[WHAT THIS TASK INVOLVES]
Return, word for word, only the lines of the data below that lie between the line with "ContentTypePermission::format(&self.get_content_type(), action)" and the line with "Overrides can only", those two lines included.

[SOURCE INFORMATION]

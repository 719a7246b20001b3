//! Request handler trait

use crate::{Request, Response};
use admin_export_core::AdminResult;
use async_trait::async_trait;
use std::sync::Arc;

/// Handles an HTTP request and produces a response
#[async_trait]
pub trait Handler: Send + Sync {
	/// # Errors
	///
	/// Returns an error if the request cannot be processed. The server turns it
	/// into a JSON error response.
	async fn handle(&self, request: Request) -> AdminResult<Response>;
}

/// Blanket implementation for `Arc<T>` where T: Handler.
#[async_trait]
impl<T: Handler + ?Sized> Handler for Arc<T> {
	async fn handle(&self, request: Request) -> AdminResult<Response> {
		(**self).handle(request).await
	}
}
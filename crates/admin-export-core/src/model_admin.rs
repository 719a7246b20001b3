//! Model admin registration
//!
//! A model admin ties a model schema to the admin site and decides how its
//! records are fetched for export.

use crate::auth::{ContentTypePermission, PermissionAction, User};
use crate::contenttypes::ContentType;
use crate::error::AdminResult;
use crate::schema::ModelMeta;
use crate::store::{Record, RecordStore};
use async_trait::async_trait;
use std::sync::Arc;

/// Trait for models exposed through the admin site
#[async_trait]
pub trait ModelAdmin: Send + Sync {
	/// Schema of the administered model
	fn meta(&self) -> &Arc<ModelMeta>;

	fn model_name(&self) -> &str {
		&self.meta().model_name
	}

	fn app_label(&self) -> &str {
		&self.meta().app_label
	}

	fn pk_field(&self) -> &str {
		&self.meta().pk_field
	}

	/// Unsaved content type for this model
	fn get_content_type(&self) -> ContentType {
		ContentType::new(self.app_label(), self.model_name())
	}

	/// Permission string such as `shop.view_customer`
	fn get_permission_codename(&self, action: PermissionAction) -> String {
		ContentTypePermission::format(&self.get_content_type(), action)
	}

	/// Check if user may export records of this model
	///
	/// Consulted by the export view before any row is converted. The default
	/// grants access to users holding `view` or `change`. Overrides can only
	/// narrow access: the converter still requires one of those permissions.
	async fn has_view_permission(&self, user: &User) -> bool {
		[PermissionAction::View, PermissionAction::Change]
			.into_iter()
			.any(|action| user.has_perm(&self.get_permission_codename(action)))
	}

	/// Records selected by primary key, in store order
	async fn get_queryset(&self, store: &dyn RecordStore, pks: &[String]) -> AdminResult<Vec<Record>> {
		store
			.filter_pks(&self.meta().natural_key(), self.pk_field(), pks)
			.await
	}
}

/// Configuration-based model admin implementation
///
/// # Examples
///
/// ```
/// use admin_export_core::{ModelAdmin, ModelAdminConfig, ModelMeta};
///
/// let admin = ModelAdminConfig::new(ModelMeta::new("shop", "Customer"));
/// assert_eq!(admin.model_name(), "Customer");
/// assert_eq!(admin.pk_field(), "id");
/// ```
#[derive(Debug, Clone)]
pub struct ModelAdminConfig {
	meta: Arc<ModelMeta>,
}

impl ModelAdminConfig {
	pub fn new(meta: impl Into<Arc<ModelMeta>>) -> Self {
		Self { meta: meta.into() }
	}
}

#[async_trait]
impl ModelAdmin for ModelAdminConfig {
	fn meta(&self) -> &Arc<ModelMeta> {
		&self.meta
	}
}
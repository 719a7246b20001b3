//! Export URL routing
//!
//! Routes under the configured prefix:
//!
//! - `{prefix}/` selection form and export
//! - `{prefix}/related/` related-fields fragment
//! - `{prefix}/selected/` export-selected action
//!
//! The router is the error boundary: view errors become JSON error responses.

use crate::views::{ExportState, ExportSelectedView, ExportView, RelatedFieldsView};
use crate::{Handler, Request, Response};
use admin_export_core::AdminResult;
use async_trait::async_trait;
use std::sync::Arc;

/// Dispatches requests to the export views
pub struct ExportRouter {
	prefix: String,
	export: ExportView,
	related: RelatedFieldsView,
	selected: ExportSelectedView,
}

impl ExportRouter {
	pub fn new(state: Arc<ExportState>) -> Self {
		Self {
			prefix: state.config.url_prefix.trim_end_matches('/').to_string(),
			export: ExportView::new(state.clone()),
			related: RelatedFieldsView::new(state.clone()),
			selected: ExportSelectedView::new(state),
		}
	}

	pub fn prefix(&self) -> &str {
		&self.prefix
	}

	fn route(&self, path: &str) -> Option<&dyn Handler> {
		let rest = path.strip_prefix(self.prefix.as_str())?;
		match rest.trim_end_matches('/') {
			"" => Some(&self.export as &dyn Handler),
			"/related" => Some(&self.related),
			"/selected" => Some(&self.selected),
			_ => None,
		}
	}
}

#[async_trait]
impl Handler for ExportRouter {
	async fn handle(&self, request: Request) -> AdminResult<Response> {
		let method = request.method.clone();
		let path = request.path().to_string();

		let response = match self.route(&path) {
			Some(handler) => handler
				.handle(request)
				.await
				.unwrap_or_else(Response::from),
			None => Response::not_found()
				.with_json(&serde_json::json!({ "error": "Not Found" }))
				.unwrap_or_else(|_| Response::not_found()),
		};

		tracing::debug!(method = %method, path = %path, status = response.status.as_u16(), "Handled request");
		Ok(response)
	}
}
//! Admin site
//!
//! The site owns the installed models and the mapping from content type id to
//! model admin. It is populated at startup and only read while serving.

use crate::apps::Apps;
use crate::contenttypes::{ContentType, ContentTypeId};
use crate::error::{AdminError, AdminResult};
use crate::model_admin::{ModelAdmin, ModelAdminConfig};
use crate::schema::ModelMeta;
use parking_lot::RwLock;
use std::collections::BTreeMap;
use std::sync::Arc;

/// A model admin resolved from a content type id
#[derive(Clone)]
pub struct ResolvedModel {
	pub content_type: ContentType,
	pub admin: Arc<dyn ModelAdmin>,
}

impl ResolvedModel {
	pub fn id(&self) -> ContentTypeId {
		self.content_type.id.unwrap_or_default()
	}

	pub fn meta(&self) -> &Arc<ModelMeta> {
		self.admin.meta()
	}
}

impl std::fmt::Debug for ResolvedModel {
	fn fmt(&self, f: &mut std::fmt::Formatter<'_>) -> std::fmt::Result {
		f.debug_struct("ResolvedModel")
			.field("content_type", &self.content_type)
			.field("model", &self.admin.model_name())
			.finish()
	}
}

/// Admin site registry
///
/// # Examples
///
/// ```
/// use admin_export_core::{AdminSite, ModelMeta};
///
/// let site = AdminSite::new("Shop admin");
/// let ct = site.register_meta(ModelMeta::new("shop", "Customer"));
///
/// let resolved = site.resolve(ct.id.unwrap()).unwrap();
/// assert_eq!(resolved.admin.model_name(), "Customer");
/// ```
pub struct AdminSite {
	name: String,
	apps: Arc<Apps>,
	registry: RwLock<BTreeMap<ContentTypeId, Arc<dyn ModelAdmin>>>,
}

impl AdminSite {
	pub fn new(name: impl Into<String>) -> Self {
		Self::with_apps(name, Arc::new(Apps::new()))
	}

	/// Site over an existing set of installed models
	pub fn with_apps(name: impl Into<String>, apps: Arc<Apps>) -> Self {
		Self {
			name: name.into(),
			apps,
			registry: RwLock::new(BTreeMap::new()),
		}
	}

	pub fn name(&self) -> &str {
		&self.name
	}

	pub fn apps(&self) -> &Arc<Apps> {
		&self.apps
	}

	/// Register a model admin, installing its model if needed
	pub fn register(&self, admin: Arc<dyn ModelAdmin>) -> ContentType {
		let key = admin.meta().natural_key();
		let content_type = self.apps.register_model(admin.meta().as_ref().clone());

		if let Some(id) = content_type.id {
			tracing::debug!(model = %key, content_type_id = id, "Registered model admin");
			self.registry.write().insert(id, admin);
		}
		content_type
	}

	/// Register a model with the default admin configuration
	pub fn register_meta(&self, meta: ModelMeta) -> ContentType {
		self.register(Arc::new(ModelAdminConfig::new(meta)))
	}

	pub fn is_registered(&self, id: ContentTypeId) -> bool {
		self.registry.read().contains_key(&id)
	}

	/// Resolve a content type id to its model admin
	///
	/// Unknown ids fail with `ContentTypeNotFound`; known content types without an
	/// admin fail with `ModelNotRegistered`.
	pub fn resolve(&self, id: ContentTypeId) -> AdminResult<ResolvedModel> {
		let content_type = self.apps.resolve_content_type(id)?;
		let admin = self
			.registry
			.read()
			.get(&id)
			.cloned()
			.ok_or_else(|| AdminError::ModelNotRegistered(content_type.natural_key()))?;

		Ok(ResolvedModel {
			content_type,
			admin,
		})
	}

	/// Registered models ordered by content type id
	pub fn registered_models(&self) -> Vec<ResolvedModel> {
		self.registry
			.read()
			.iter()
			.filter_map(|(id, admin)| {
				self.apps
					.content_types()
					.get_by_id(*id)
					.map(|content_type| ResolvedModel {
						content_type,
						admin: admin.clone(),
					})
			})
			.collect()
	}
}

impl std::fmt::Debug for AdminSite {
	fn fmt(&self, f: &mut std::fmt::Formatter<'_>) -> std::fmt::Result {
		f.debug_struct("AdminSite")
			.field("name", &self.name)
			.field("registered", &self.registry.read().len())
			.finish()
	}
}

[ANSWER]
		ContentTypePermission::format(&self.get_content_type(), action)
	}

	/// Check if user may export records of this model
	///
	/// Consulted by the export view before any row is converted. The default
	/// grants access to users holding `view` or `change`. Overrides can only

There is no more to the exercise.